**Required work**
Below are several records. Retype exactly those lines running from the one with "use tokio_util::sync::CancellationToken;" through the one with "use vendora_db::models::status::ScheduleStatus;", end lines included, and no others.

Collected data
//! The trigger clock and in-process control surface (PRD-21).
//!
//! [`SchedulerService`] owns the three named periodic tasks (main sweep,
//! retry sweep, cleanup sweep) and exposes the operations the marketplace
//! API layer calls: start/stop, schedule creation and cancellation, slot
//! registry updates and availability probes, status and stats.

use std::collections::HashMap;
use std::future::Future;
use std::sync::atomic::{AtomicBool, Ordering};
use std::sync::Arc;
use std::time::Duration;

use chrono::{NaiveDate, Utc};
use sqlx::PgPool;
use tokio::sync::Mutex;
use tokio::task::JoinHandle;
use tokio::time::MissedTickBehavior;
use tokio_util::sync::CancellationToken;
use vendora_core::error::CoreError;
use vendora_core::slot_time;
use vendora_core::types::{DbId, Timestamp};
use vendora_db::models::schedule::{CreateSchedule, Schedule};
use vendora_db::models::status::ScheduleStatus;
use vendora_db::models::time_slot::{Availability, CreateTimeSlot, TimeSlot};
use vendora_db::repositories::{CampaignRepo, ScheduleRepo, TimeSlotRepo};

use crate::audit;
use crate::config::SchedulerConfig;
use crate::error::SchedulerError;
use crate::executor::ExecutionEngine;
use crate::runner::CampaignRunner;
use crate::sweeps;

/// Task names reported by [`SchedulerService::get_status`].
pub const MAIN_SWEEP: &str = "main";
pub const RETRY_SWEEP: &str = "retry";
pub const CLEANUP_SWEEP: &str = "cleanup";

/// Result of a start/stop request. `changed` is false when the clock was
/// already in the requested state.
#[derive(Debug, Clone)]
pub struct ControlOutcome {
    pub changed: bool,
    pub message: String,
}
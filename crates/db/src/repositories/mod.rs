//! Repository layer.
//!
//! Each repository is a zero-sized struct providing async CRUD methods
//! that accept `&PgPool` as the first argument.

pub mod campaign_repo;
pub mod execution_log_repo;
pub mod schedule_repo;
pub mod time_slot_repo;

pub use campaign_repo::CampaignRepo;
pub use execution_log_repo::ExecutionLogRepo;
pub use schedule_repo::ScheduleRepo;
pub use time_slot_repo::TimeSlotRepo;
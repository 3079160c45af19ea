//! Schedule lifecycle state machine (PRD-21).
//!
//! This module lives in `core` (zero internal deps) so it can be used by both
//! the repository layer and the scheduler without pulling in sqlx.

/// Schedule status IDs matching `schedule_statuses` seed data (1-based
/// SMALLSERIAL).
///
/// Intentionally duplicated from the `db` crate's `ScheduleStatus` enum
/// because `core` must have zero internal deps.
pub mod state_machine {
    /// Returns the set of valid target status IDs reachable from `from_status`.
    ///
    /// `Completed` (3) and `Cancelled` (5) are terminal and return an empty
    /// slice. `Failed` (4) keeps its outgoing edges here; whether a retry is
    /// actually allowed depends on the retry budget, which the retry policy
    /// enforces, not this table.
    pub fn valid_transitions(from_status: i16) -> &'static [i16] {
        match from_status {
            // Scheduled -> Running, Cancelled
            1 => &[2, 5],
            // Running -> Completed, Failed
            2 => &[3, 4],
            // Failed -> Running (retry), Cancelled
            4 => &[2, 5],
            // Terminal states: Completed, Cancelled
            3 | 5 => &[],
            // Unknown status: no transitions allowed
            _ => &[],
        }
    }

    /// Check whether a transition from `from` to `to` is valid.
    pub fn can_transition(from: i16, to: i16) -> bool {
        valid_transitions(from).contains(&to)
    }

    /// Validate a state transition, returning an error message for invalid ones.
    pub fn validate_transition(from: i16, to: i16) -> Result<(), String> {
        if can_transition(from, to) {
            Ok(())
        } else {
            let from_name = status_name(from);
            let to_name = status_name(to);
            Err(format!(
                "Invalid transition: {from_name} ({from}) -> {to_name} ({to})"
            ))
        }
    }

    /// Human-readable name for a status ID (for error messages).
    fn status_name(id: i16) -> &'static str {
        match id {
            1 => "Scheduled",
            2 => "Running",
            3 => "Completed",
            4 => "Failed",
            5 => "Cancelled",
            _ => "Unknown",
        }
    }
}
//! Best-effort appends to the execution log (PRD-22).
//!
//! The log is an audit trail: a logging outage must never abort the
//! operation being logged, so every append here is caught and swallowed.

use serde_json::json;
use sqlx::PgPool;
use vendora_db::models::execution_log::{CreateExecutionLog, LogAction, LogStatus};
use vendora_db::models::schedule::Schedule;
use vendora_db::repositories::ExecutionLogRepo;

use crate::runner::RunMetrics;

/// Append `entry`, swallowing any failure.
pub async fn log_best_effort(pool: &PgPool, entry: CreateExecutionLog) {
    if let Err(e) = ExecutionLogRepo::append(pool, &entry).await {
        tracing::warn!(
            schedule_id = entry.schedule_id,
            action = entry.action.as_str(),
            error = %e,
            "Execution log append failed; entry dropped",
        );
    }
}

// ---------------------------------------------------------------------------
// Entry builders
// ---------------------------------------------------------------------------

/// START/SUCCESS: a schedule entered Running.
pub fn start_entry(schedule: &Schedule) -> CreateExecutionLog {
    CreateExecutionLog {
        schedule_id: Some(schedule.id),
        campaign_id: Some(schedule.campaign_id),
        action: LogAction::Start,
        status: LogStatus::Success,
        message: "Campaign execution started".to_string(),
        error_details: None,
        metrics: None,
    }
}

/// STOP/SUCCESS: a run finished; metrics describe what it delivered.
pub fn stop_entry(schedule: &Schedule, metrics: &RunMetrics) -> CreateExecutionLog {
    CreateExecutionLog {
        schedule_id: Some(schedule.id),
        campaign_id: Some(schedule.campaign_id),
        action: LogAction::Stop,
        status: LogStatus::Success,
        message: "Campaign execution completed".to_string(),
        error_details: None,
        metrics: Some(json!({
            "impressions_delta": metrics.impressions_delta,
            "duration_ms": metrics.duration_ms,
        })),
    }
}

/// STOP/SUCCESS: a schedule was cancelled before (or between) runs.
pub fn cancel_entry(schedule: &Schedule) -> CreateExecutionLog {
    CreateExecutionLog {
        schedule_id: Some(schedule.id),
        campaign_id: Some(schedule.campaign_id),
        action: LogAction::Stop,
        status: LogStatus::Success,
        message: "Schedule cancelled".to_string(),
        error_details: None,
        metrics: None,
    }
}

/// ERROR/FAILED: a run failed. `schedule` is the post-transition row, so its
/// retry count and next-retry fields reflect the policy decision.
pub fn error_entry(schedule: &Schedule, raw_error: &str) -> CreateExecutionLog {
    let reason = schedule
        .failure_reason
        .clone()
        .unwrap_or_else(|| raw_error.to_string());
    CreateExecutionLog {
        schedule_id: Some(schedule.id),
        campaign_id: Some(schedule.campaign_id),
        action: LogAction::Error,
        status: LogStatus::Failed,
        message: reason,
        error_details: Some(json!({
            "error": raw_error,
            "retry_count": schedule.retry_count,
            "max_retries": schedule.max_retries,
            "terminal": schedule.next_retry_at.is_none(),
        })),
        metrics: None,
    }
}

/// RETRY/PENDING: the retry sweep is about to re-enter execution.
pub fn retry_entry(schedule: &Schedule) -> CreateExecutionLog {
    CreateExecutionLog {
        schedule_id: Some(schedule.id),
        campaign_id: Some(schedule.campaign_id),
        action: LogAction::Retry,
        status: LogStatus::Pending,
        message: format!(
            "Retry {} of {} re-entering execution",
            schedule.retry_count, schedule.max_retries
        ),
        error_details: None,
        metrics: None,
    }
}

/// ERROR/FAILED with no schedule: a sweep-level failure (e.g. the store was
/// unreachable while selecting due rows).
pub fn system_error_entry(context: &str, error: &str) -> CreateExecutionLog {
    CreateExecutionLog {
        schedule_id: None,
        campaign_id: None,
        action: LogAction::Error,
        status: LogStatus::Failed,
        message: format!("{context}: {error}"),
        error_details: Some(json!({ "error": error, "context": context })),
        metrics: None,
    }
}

**Response**
use tokio_util::sync::CancellationToken;
use vendora_core::error::CoreError;
use vendora_core::slot_time;
use vendora_core::types::{DbId, Timestamp};
use vendora_db::models::schedule::{CreateSchedule, Schedule};
use vendora_db::models::status::ScheduleStatus;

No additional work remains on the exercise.